# Web server behind cable modem router

## paul_chany

Hi,

at home I have a small web server on a Raspberry Pi Model 2. It is connected to a cable modem router. On this router there is running firewall ( Filter Proxy, Filter Cookies, Filter Java Applets, Filter ActiveX, Filter Popup Windows, Block Fragmented IP Packets, Port Scan Detection, IP Flood Detection are all enabled ) and the Firewall Protection is HIGH, moreover port forwarding:

```
192.168.0.14   80   80   217.17.98.71   80   80   TCP   HTTP Server   Yes. 

192.168.0.14   443   443   217.17.98.71   443   443   TCP   HTTPS Server   Yes
```

The Raspberry Pi gets it's IP address dinamically so far and I was used a DDNS service. But now I am using a static IP address given from my Internet Provider and this is a different situation. This static IP address is for the Internet but the eth0 NIC on RasPi still gets it's IP dinamically.

On RasPi:

```
ifconfig
```

```
eth0: flags=4163<UP,BROADCAST,RUNNING,MULTICAST>  mtu 1500

        inet 192.168.0.14  netmask 255.255.255.0  broadcast 192.168.0.255

        inet6 fe80::ba27:ebff:feac:cbf1  prefixlen 64  scopeid 0x20<link>

        ether b8:27:eb:ac:cb:f1  txqueuelen 1000  (Ethernet)

        RX packets 2078  bytes 180482 (176.2 KiB)

        RX errors 0  dropped 2  overruns 0  frame 0

        TX packets 815  bytes 254578 (248.6 KiB)

        TX errors 0  dropped 0 overruns 0  carrier 0  collisions 0

lo: flags=73<UP,LOOPBACK,RUNNING>  mtu 65536

        inet 127.0.0.1  netmask 255.0.0.0

        inet6 ::1  prefixlen 128  scopeid 0x10<host>

        loop  txqueuelen 0  (Local Loopback)

        RX packets 14445  bytes 5376842 (5.1 MiB)

        RX errors 0  dropped 0  overruns 0  frame 0

        TX packets 14445  bytes 5376842 (5.1 MiB)

        TX errors 0  dropped 0 overruns 0  carrier 0  collisions 0
```

My domain is cspl.hu:

```
nslookup cspl.hu
```

```
Server:         91.102.231.242

Address:        91.102.231.242#53

Non-authoritative answer:

Name:   cspl.hu

Address: 217.17.98.71
```

```
nslookup www.cspl.hu
```

```
Server:         91.102.231.242

Address:        91.102.231.242#53

Non-authoritative answer:

Name:   www.cspl.hu

Address: 217.17.98.71
```

So it past 24 hours after I deleted the dinamic DNS service.

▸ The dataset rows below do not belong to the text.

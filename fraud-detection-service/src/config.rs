use fraud_model::{resolve_model_path, service_base_dir};
use std::path::{Path, PathBuf};
use tracing::warn;

const DEFAULT_PORT: u16 = 8000;
const DEFAULT_MAX_UPLOAD_BYTES: usize = 50 * 1024 * 1024;

/// Runtime settings, read from the environment once at startup.
#[derive(Debug, Clone)]
pub struct ServiceConfig {
    pub host: String,
    pub port: u16,
    pub model_path: PathBuf,
    pub max_upload_bytes: usize,
}

impl ServiceConfig {
    pub fn from_env() -> Self {
        Self::from_lookup(&service_base_dir(), |key| std::env::var(key).ok())
    }

    /// `base_dir` anchors a relative or absent `MODEL_PATH`.
    pub fn from_lookup(base_dir: &Path, lookup: impl Fn(&str) -> Option<String>) -> Self {
        let host = lookup("HOST").unwrap_or_else(|| "0.0.0.0".to_string());
        let port = parse_or("PORT", lookup("PORT"), DEFAULT_PORT);
        let max_upload_bytes = parse_or(
            "MAX_UPLOAD_BYTES",
            lookup("MAX_UPLOAD_BYTES"),
            DEFAULT_MAX_UPLOAD_BYTES,
        );
        let configured = lookup("MODEL_PATH").map(PathBuf::from);
        let model_path = resolve_model_path(base_dir, configured.as_deref());

        Self {
            host,
            port,
            model_path,
            max_upload_bytes,
        }
    }

    pub fn bind_addr(&self) -> String {
        format!("{}:{}", self.host, self.port)
    }
}

fn parse_or<T: std::str::FromStr + Copy + std::fmt::Display>(
    key: &str,
    raw: Option<String>,
    default: T,
) -> T {
    match raw {
        None => default,
        Some(raw) => raw.trim().parse().unwrap_or_else(|_| {
            warn!("Invalid {} value {:?}, using default {}", key, raw, default);
            default
        }),
    }
}
use serde::{Deserialize, Serialize};

/// Body of every error response.
#[derive(Debug, Serialize, Deserialize)]
pub struct ErrorBody {
    pub detail: String,
}

#[derive(Debug, Serialize, Deserialize)]
pub struct HealthResponse {
    pub status: String,
    pub model_loaded: bool,
    pub timestamp: String,
}
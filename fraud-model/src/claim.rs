use serde::{Deserialize, Serialize};

use crate::{error::ProcessingError, table::Cell};

/// Column names the model expects, in the order it expects them.
pub const REQUIRED_COLUMNS: [&str; 17] = [
    "Claim_Amount",
    "Patient_Age",
    "Patient_Gender",
    "Provider_Type",
    "Diagnosis_Code",
    "Procedure_Code",
    "Number_of_Procedures",
    "Admission_Type",
    "Discharge_Type",
    "Length_of_Stay_Days",
    "Service_Type",
    "Deductible_Amount",
    "CoPay_Amount",
    "Number_of_Previous_Claims_Patient",
    "Number_of_Previous_Claims_Provider",
    "Provider_Patient_Distance_Miles",
    "Claim_Submitted_Late",
];

/// Semantic type of a claim field.
#[derive(Debug, Clone, Copy, PartialEq, Eq)]
pub enum FieldKind {
    Decimal,
    Integer,
    Categorical,
    Flag,
}

impl FieldKind {
    /// Target type named in coercion errors.
    pub fn type_name(self) -> &'static str {
        match self {
            FieldKind::Decimal => "float",
            FieldKind::Integer => "int",
            FieldKind::Categorical => "str",
            FieldKind::Flag => "bool",
        }
    }
}

/// The fixed set of fields a claim row carries.
#[derive(Debug, Clone, Copy, PartialEq, Eq, Hash)]
pub enum ClaimField {
    ClaimAmount,
    PatientAge,
    PatientGender,
    ProviderType,
    DiagnosisCode,
    ProcedureCode,
    NumberOfProcedures,
    AdmissionType,
    DischargeType,
    LengthOfStayDays,
    ServiceType,
    DeductibleAmount,
    CoPayAmount,
    PreviousClaimsPatient,
    PreviousClaimsProvider,
    ProviderPatientDistanceMiles,
    ClaimSubmittedLate,
}

impl ClaimField {
    /// All fields in required column order.
    pub const ALL: [ClaimField; 17] = [
        ClaimField::ClaimAmount,
        ClaimField::PatientAge,
        ClaimField::PatientGender,
        ClaimField::ProviderType,
        ClaimField::DiagnosisCode,
        ClaimField::ProcedureCode,
        ClaimField::NumberOfProcedures,
        ClaimField::AdmissionType,
        ClaimField::DischargeType,
        ClaimField::LengthOfStayDays,
        ClaimField::ServiceType,
        ClaimField::DeductibleAmount,
        ClaimField::CoPayAmount,
        ClaimField::PreviousClaimsPatient,
        ClaimField::PreviousClaimsProvider,
        ClaimField::ProviderPatientDistanceMiles,
        ClaimField::ClaimSubmittedLate,
    ];

    pub fn column_name(self) -> &'static str {
        REQUIRED_COLUMNS[self as usize]
    }

    pub fn from_column_name(name: &str) -> Option<Self> {
        REQUIRED_COLUMNS
            .iter()
            .position(|c| *c == name)
            .map(|i| Self::ALL[i])
    }

    pub fn kind(self) -> FieldKind {
        use ClaimField::*;
        match self {
            ClaimAmount | DeductibleAmount | CoPayAmount | ProviderPatientDistanceMiles => {
                FieldKind::Decimal
            }
            PatientAge
            | NumberOfProcedures
            | LengthOfStayDays
            | PreviousClaimsPatient
            | PreviousClaimsProvider => FieldKind::Integer,
            PatientGender | ProviderType | DiagnosisCode | ProcedureCode | AdmissionType
            | DischargeType | ServiceType => FieldKind::Categorical,
            ClaimSubmittedLate => FieldKind::Flag,
        }
    }
}

/// A single typed value read from a claim.
#[derive(Debug, Clone, PartialEq)]
pub enum FieldValue<'a> {
    Decimal(f64),
    Integer(i64),
    Categorical(&'a str),
    Flag(bool),
}

impl FieldValue<'_> {
    /// Numeric view used by scaling transformers. Flags count as 0/1.
    pub fn as_number(&self) -> Option<f64> {
        match self {
            FieldValue::Decimal(v) => Some(*v),
            FieldValue::Integer(v) => Some(*v as f64),
            FieldValue::Flag(v) => Some(if *v { 1.0 } else { 0.0 }),
            FieldValue::Categorical(s) => s.trim().parse().ok(),
        }
    }

    /// Category label used by one-hot encoders.
    pub fn as_category(&self) -> String {
        match self {
            FieldValue::Decimal(v) => format_decimal(*v),
            FieldValue::Integer(v) => v.to_string(),
            FieldValue::Categorical(s) => s.to_string(),
            FieldValue::Flag(true) => "True".to_string(),
            FieldValue::Flag(false) => "False".to_string(),
        }
    }
}

impl std::fmt::Display for FieldValue<'_> {
    fn fmt(&self, f: &mut std::fmt::Formatter<'_>) -> std::fmt::Result {
        f.write_str(&self.as_category())
    }
}

/// Integral floats print without a fractional part so that `99213.0` read
/// from a spreadsheet matches the `99213` category of a CSV upload.
pub(crate) fn format_decimal(v: f64) -> String {
    if v.is_finite() && v.fract() == 0.0 && v.abs() < 1e15 {
        format!("{}", v as i64)
    } else {
        v.to_string()
    }
}

/// One claim row, projected onto the required columns.
#[derive(Debug, Clone, PartialEq, Serialize, Deserialize)]
pub struct ClaimRecord {
    #[serde(rename = "Claim_Amount")]
    pub claim_amount: f64,
    #[serde(rename = "Patient_Age")]
    pub patient_age: i64,
    #[serde(rename = "Patient_Gender")]
    pub patient_gender: String,
    #[serde(rename = "Provider_Type")]
    pub provider_type: String,
    #[serde(rename = "Diagnosis_Code")]
    pub diagnosis_code: String,
    #[serde(rename = "Procedure_Code")]
    pub procedure_code: String,
    #[serde(rename = "Number_of_Procedures")]
    pub number_of_procedures: i64,
    #[serde(rename = "Admission_Type")]
    pub admission_type: String,
    #[serde(rename = "Discharge_Type")]
    pub discharge_type: String,
    #[serde(rename = "Length_of_Stay_Days")]
    pub length_of_stay_days: i64,
    #[serde(rename = "Service_Type")]
    pub service_type: String,
    #[serde(rename = "Deductible_Amount")]
    pub deductible_amount: f64,
    #[serde(rename = "CoPay_Amount")]
    pub copay_amount: f64,
    #[serde(rename = "Number_of_Previous_Claims_Patient")]
    pub previous_claims_patient: i64,
    #[serde(rename = "Number_of_Previous_Claims_Provider")]
    pub previous_claims_provider: i64,
    #[serde(rename = "Provider_Patient_Distance_Miles")]
    pub provider_patient_distance_miles: f64,
    #[serde(rename = "Claim_Submitted_Late")]
    pub claim_submitted_late: bool,
}

impl ClaimRecord {
    pub fn value(&self, field: ClaimField) -> FieldValue<'_> {
        use ClaimField::*;
        match field {
            ClaimAmount => FieldValue::Decimal(self.claim_amount),
            PatientAge => FieldValue::Integer(self.patient_age),
            PatientGender => FieldValue::Categorical(&self.patient_gender),
            ProviderType => FieldValue::Categorical(&self.provider_type),
            DiagnosisCode => FieldValue::Categorical(&self.diagnosis_code),
            ProcedureCode => FieldValue::Categorical(&self.procedure_code),
            NumberOfProcedures => FieldValue::Integer(self.number_of_procedures),
            AdmissionType => FieldValue::Categorical(&self.admission_type),
            DischargeType => FieldValue::Categorical(&self.discharge_type),
            LengthOfStayDays => FieldValue::Integer(self.length_of_stay_days),
            ServiceType => FieldValue::Categorical(&self.service_type),
            DeductibleAmount => FieldValue::Decimal(self.deductible_amount),
            CoPayAmount => FieldValue::Decimal(self.copay_amount),
            PreviousClaimsPatient => FieldValue::Integer(self.previous_claims_patient),
            PreviousClaimsProvider => FieldValue::Integer(self.previous_claims_provider),
            ProviderPatientDistanceMiles => {
                FieldValue::Decimal(self.provider_patient_distance_miles)
            }
            ClaimSubmittedLate => FieldValue::Flag(self.claim_submitted_late),
        }
    }

    /// Builds a record from cells already arranged in required column order.
    /// `row` is the 0-based data row index, used in error messages.
    pub fn from_cells(cells: [&Cell; 17], row: usize) -> Result<Self, ProcessingError> {
        let reader = CellReader { cells, row };
        Ok(Self {
            claim_amount: reader.decimal(ClaimField::ClaimAmount)?,
            patient_age: reader.integer(ClaimField::PatientAge)?,
            patient_gender: reader.text(ClaimField::PatientGender)?,
            provider_type: reader.text(ClaimField::ProviderType)?,
            diagnosis_code: reader.text(ClaimField::DiagnosisCode)?,
            procedure_code: reader.text(ClaimField::ProcedureCode)?,
            number_of_procedures: reader.integer(ClaimField::NumberOfProcedures)?,
            admission_type: reader.text(ClaimField::AdmissionType)?,
            discharge_type: reader.text(ClaimField::DischargeType)?,
            length_of_stay_days: reader.integer(ClaimField::LengthOfStayDays)?,
            service_type: reader.text(ClaimField::ServiceType)?,
            deductible_amount: reader.decimal(ClaimField::DeductibleAmount)?,
            copay_amount: reader.decimal(ClaimField::CoPayAmount)?,
            previous_claims_patient: reader.integer(ClaimField::PreviousClaimsPatient)?,
            previous_claims_provider: reader.integer(ClaimField::PreviousClaimsProvider)?,
            provider_patient_distance_miles: reader
                .decimal(ClaimField::ProviderPatientDistanceMiles)?,
            claim_submitted_late: reader.flag(ClaimField::ClaimSubmittedLate)?,
        })
    }
}

struct CellReader<'a> {
    cells: [&'a Cell; 17],
    row: usize,
}

impl CellReader<'_> {
    fn cell(&self, field: ClaimField) -> &Cell {
        self.cells[field as usize]
    }

    fn error(&self, field: ClaimField) -> ProcessingError {
        ProcessingError::Coercion {
            column: field.column_name(),
            row: self.row,
            value: self.cell(field).to_string(),
            target: field.kind().type_name(),
        }
    }

    fn decimal(&self, field: ClaimField) -> Result<f64, ProcessingError> {
        self.cell(field)
            .as_f64()
            .ok_or_else(|| self.error(field))
    }

    fn integer(&self, field: ClaimField) -> Result<i64, ProcessingError> {
        self.cell(field)
            .as_i64()
            .ok_or_else(|| self.error(field))
    }

    fn text(&self, field: ClaimField) -> Result<String, ProcessingError> {
        self.cell(field)
            .as_text()
            .ok_or_else(|| self.error(field))
    }

    fn flag(&self, field: ClaimField) -> Result<bool, ProcessingError> {
        self.cell(field)
            .as_bool()
            .ok_or_else(|| self.error(field))
    }
}
use analytics::PcaReport;
use comfy_table::presets::UTF8_FULL;
use comfy_table::{Cell, CellAlignment, Table};
use core_types::LabeledMatrix;
use eigensolver::ConvergenceStatus;

/// Prints the summary, eigen table, and (optionally) correlation matrix.
pub fn print_report(report: &PcaReport, show_correlation: bool) {
    println!("{}", summary_table(report));
    println!("{}", eigen_table(report));
    if show_correlation {
        println!("{}", matrix_table(&report.correlation));
    }

    if let ConvergenceStatus::IterationCapReached { rotations, residual } = report.result.convergence {
        println!(
            "Note: eigensolver stopped after {} rotations with off-diagonal residual {:.3e}; results are best-effort.",
            rotations, residual
        );
    }
}

fn summary_table(report: &PcaReport) -> Table {
    let result = &report.result;
    let mut table = Table::new();
    table.load_preset(UTF8_FULL).set_header(vec!["Metric", "Value"]);
    table.add_row(vec![
        "Main Trend Instrument".to_string(),
        result.main_trend_instrument.to_string(),
    ]);
    table.add_row(vec![
        "Variance Explained (PC1)".to_string(),
        format!("{:.2}%", result.variance_explained),
    ]);
    table.add_row(vec![
        "Total Variance".to_string(),
        format!("{:.6}", result.total_variance),
    ]);
    table.add_row(vec![
        "Trading Days".to_string(),
        report.trading_days.to_string(),
    ]);
    for r in &report.cumulative_returns {
        table.add_row(vec![
            format!("Cumulative Return {}", r.instrument),
            format!("{:.2}%", r.cumulative_return * 100.0),
        ]);
    }
    table
}

/// One row per component: label, eigenvalue, variance share, then one loading per instrument.
fn eigen_table(report: &PcaReport) -> Table {
    let result = &report.result;
    let mut header = vec![
        "Component".to_string(),
        "Eigenvalue".to_string(),
        "Explained".to_string(),
    ];
    header.extend(result.instruments.iter().map(|i| i.to_string()));

    let mut table = Table::new();
    table.load_preset(UTF8_FULL).set_header(header);

    for component in &result.components {
        let mut row = vec![
            Cell::new(component.label()),
            Cell::new(format!("{:.6}", component.eigenvalue)).set_alignment(CellAlignment::Right),
            Cell::new(format!("{:.2}%", component.variance_explained_pct))
                .set_alignment(CellAlignment::Right),
        ];
        row.extend(component.loadings.iter().map(|w| {
            Cell::new(format!("{:.4}", w)).set_alignment(CellAlignment::Right)
        }));
        table.add_row(row);
    }
    table
}

fn matrix_table(matrix: &LabeledMatrix) -> Table {
    let mut header = vec![String::new()];
    header.extend(matrix.labels().iter().map(|l| l.to_string()));

    let mut table = Table::new();
    table.load_preset(UTF8_FULL).set_header(header);

    for (i, label) in matrix.labels().iter().enumerate() {
        let mut row = vec![Cell::new(label)];
        row.extend(matrix.matrix().row(i).iter().map(|v| {
            Cell::new(format!("{:.4}", v)).set_alignment(CellAlignment::Right)
        }));
        table.add_row(row);
    }
    table
}
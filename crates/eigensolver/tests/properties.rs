use approx::assert_abs_diff_eq;
use core_types::Matrix;
use eigensolver::{EigenDecomposition, JacobiEigensolver, SolverSettings};

/// A generous sweep cap and a tolerance relative to the largest entry, so that
/// convergence is reachable in floating point.
fn solver(m: &Matrix) -> JacobiEigensolver {
    JacobiEigensolver::new(SolverSettings {
        max_sweeps: 1_000,
        tolerance: 1e-13 * scale(m),
    })
}

/// Builds `S * S^T`, which is symmetric positive semi-definite.
fn gram(rows: &[&[f64]]) -> Matrix {
    let n = rows.len();
    let mut m = Matrix::zeros(n, n);
    for i in 0..n {
        for j in 0..n {
            let dot: f64 = rows[i].iter().zip(rows[j]).map(|(a, b)| a * b).sum();
            m.set(i, j, dot);
        }
    }
    m
}

fn fixtures() -> Vec<Matrix> {
    vec![
        gram(&[
            &[1.0, 2.0, 3.0],
            &[4.0, 5.0, 6.0],
            &[7.0, 8.0, 9.0],
            &[0.5, 1.5, 2.5],
            &[3.0, 1.0, 4.0],
        ]),
        Matrix::from_rows(vec![
            vec![2.0e-4, 1.1e-4, 0.9e-4, 0.0],
            vec![1.1e-4, 3.0e-4, 1.4e-4, 0.0],
            vec![0.9e-4, 1.4e-4, 2.5e-4, 0.0],
            vec![0.0, 0.0, 0.0, 0.0],
        ])
        .unwrap(),
        Matrix::from_rows(vec![
            vec![4.0, -2.0, 1.0],
            vec![-2.0, 4.0, -2.0],
            vec![1.0, -2.0, 4.0],
        ])
        .unwrap(),
        Matrix::from_rows(vec![
            vec![1.0, 1.0, 1.0],
            vec![1.0, 1.0, 1.0],
            vec![1.0, 1.0, 1.0],
        ])
        .unwrap(),
    ]
}

fn scale(m: &Matrix) -> f64 {
    (0..m.rows())
        .flat_map(|i| m.row(i).to_vec())
        .fold(0.0_f64, |acc, v| acc.max(v.abs()))
        .max(1.0e-300)
}

fn check_decomposition(m: &Matrix, d: &EigenDecomposition) {
    let n = m.rows();
    let tol = 1e-8 * scale(m);

    // Sum of eigenvalues equals the trace.
    let sum: f64 = d.eigenvalues.iter().sum();
    assert_abs_diff_eq!(sum, m.trace(), epsilon = 1e-6 * scale(m));

    // M * v = lambda * v for every pair.
    for i in 0..n {
        let v = d.eigenvector(i);
        let mv = m.mul_vec(&v).unwrap();
        for k in 0..n {
            assert_abs_diff_eq!(mv[k], d.eigenvalues[i] * v[k], epsilon = tol);
        }
    }

    // Eigenvectors are orthonormal.
    for i in 0..n {
        for j in 0..n {
            let dot: f64 = d
                .eigenvector(i)
                .iter()
                .zip(d.eigenvector(j))
                .map(|(a, b)| a * b)
                .sum();
            let expected = if i == j { 1.0 } else { 0.0 };
            assert_abs_diff_eq!(dot, expected, epsilon = 1e-9);
        }
    }
}

#[test]
fn decompositions_satisfy_eigen_equation_trace_and_orthonormality() {
    for m in fixtures() {
        let d = solver(&m).solve(&m).unwrap();
        assert!(d.status.is_converged(), "did not converge: {:?}", d.status);
        check_decomposition(&m, &d);
    }
}

#[test]
fn trace_and_orthonormality_hold_even_at_the_default_cap() {
    for m in fixtures() {
        let d = JacobiEigensolver::default().solve(&m).unwrap();
        let sum: f64 = d.eigenvalues.iter().sum();
        assert_abs_diff_eq!(sum, m.trace(), epsilon = 1e-6 * scale(&m));

        let vt = d.eigenvectors.transpose();
        for i in 0..m.rows() {
            let norm: f64 = vt.row(i).iter().map(|x| x * x).sum();
            assert_abs_diff_eq!(norm, 1.0, epsilon = 1e-9);
        }
    }
}

#[test]
fn zero_row_and_column_yield_zero_eigenvalue_on_that_axis() {
    let m = fixtures().remove(1);
    let d = solver(&m).solve(&m).unwrap();

    let zero = d
        .eigenvalues
        .iter()
        .position(|e| e.abs() < 1e-18)
        .expect("a zero eigenvalue");
    let v = d.eigenvector(zero);
    assert_abs_diff_eq!(v[3].abs(), 1.0, epsilon = 1e-9);
}

#[test]
fn rank_one_matrix_has_single_non_zero_eigenvalue() {
    let m = fixtures().remove(3);
    let d = solver(&m).solve(&m).unwrap();

    let mut values = d.eigenvalues.clone();
    values.sort_by(|a, b| b.partial_cmp(a).unwrap());
    assert_abs_diff_eq!(values[0], 3.0, epsilon = 1e-9);
    assert_abs_diff_eq!(values[1], 0.0, epsilon = 1e-9);
    assert_abs_diff_eq!(values[2], 0.0, epsilon = 1e-9);
}

#[test]
fn diagonal_input_returns_its_entries_and_standard_basis() {
    let diag = [0.3, 5.0, 1.2, 0.0, 2.2];
    let m = Matrix::from_diagonal(&diag);
    let d = solver(&m).solve(&m).unwrap();

    assert_eq!(d.eigenvalues, diag.to_vec());
    for i in 0..diag.len() {
        let v = d.eigenvector(i);
        for (k, x) in v.iter().enumerate() {
            let expected = if k == i { 1.0 } else { 0.0 };
            assert_eq!(x.abs(), expected);
        }
    }
}
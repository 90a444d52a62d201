use serde::{Deserialize, Serialize};

/// How the main trend instrument is picked from the leading eigenvector.
#[derive(Debug, Clone, Copy, PartialEq, Eq, Default, Serialize, Deserialize)]
#[serde(rename_all = "snake_case")]
pub enum DominanceRule {
    /// The entry with the greatest signed value wins. A uniformly negative
    /// leading eigenvector therefore selects its smallest-magnitude entry.
    #[default]
    SignedMaximum,
    /// The entry with the greatest absolute value wins.
    AbsoluteMagnitude,
}

impl DominanceRule {
    /// Returns the index of the winning entry, or `None` for an empty slice.
    /// Ties resolve to the lowest index.
    pub fn select(&self, weights: &[f64]) -> Option<usize> {
        let score = |w: f64| match self {
            DominanceRule::SignedMaximum => w,
            DominanceRule::AbsoluteMagnitude => w.abs(),
        };

        let mut best: Option<(usize, f64)> = None;
        for (index, &weight) in weights.iter().enumerate() {
            let value = score(weight);
            match best {
                Some((_, current)) if value <= current => {}
                _ => best = Some((index, value)),
            }
        }
        best.map(|(index, _)| index)
    }
}

#[cfg(test)]
mod tests {
    use super::*;

    #[test]
    fn signed_maximum_ignores_magnitude_of_negative_entries() {
        let weights = [-0.9, -0.1, -0.4];
        assert_eq!(DominanceRule::SignedMaximum.select(&weights), Some(1));
        assert_eq!(DominanceRule::AbsoluteMagnitude.select(&weights), Some(0));
    }

    #[test]
    fn ties_resolve_to_first_index() {
        let weights = [0.5, 0.5, -0.5];
        assert_eq!(DominanceRule::SignedMaximum.select(&weights), Some(0));
        assert_eq!(DominanceRule::AbsoluteMagnitude.select(&weights), Some(0));
    }

    #[test]
    fn empty_weights_select_nothing() {
        assert_eq!(DominanceRule::default().select(&[]), None);
    }
}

I have two A records and one SOA record too.

I have shorewall firewall on RasPi.

There is a rule in shorewall's rules file:

```
Web(ACCEPT)     net     $FW
```

and the interfaces file is:

```
net     eth0            dhcp,tcpflags,logmartians,nosmurfs,sourceroute=0
```

I can't open my webserver's home page from my LAN ( this LAN is provided from cable modem), and it can't be opened from Internet also. Why?

[Moderator edit: changed [quote] tags to [code] tags to preserve output layout. -Hu]

----------

## szatox

You're firewalled with policy DROP.

So, the first thing to check is firewall rules on your router.

Second thing is the forwarding direction. Router must redirect packets arriving at its own IP to your internal IP, not the other way around. It's hard to determine its set behaviour from the lines you included.

Third one, firewall on Pi itself, though this thing should _not_ actually require any changes when moving from dynamic IP to static.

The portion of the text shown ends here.